In the west the sun was already level with the car windows—a cherry–hued ball veiled slightly in delicate brown haze. The train had stopped at a siding in a young woodland. He opened the window to the fresh, sweet air and looked out at the yellowing autumn leaves which the setting sun made transparent gold.
It was very still; scarcely a sound except from very high in the air somewhere came a faint clattering noise. And after a while he turned his head and looked up at a flight of aeroplanes crossing the line at an immense height.
Stately, impressive, like a migration of wide–winged hawks, they glided westward, the red sun touching their undersides with rose. And he watched them until they became dots, and disappeared one by one in mid–heaven.
Presently, along the main track, came rushing a hospital train, the carriages succeeding one another like flashes of light, vanishing into perspective with a diminishing roar and leaving in its wake an odour of disinfectants.
Then the train he was on began to move; soldiers along the rails stood at attention; a company of Uhlans cantered along a parallel road, keeping pace with the cars for a while.
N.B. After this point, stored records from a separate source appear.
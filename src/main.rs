//! docsrv - Versioned documentation builder
//!
//! CLI entry point that dispatches to subcommands.

use clap::Parser;
use console::style;
use docsrv::cli::{Cli, Commands};
use docsrv::config::{Config, ConfigManager};
use docsrv::error::DocResult;
use std::process::ExitCode;
use tracing::debug;
use tracing_subscriber::EnvFilter;

#[tokio::main]
async fn main() -> ExitCode {
    match run().await {
        Ok(()) => ExitCode::SUCCESS,
        Err(e) => {
            eprintln!("{} {}", style("Error:").red().bold(), e);
            if let Some(hint) = e.hint() {
                eprintln!("{} {}", style("Hint:").yellow(), hint);
            }
            ExitCode::FAILURE
        }
    }
}

async fn run() -> DocResult<()> {
    let cli = Cli::parse();

    let config_manager = ConfigManager::locate(cli.config.clone());

    // Config is loaded before logging so log_format applies from the start
    let config = config_manager.load().await?;
    init_logging(cli.verbose, &config);
    debug!("Using config {}", config_manager.path().display());

    match cli.command {
        Commands::Resolve(args) => docsrv::cli::commands::resolve(args, &config).await,
        Commands::Releases(args) => docsrv::cli::commands::releases(args, &config).await,
        Commands::Config(args) => {
            docsrv::cli::commands::config(args, &config_manager, &config).await
        }
    }
}

/// 0 = warn (spinners only), 1 = info, 2+ = debug
fn init_logging(verbose: u8, config: &Config) {
    let filter = match verbose {
        0 => EnvFilter::new("docsrv=warn"),
        1 => EnvFilter::new("docsrv=info"),
        _ => EnvFilter::new("docsrv=debug"),
    };

    let builder = tracing_subscriber::fmt()
        .with_env_filter(filter)
        .with_writer(std::io::stderr)
        .with_target(false);

    if config.general.log_format == "json" {
        builder.json().init();
    } else {
        builder.without_time().init();
    }
}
Then the woods closed in again, thick, shaggy forest land which blotted out the low–hanging sun.
He closed the window, turned and glanced at Karen. She slept. And he lay back in his corner and closed his haggard eyes.
The next time he opened them the light in the car had become very dim.
Twilight purpled the woods and hills; dusk was arriving swiftly.
It was dark when, at a way station, a soldier opened the door, saluted, and lighted the lamp in the compartment. The train lay there a long while; they were unloading horses, cannon and waggons; teams were being harnessed in the dark, guns limbered, cannoniers mounted, all in perfect order and with a quiet celerity and an absence of noise and confusion that fascinated Guild.
Presently, and within a space of time almost incredible, the artillery moved off into the darkness. He could hear the rhythmical trample of horses, the crunch of wheels, sabres rattling, the subdued clank and clatter of a field battery on the march. But he could see no lights, distinguish no loud voices, no bugle–calls. Now and then a clear whistle note sounded; now and then a horse snorted, excited by the open air.
The car in which they were was now detached and sidetracked; the long train backed slowly past and away into the darkness.
And after a while another locomotive came steaming out of the obscurity ahead; he heard them coupling it to the car in which he sat. The jar did not awaken Karen.
Presently they were in motion again; the tiled roof of an unlighted railway station glided past the window; stars appeared, trees, a high dark hill to the right.
A military guard came through the corridor, lantern in hand, and told Guild that the car was now entirely empty and at his disposal.
So he rose and went forward where he could look out ahead and see the dull glow of the smokestack and the ruddy light of the furnace.
For a long while he stood there watching the moving silhouettes of engineer and fireman. The sombre red light trembled on the rails and swept the wayside trees or painted with fiery streaks the sides of a cut or glittered along the rocky wet walls of tunnels.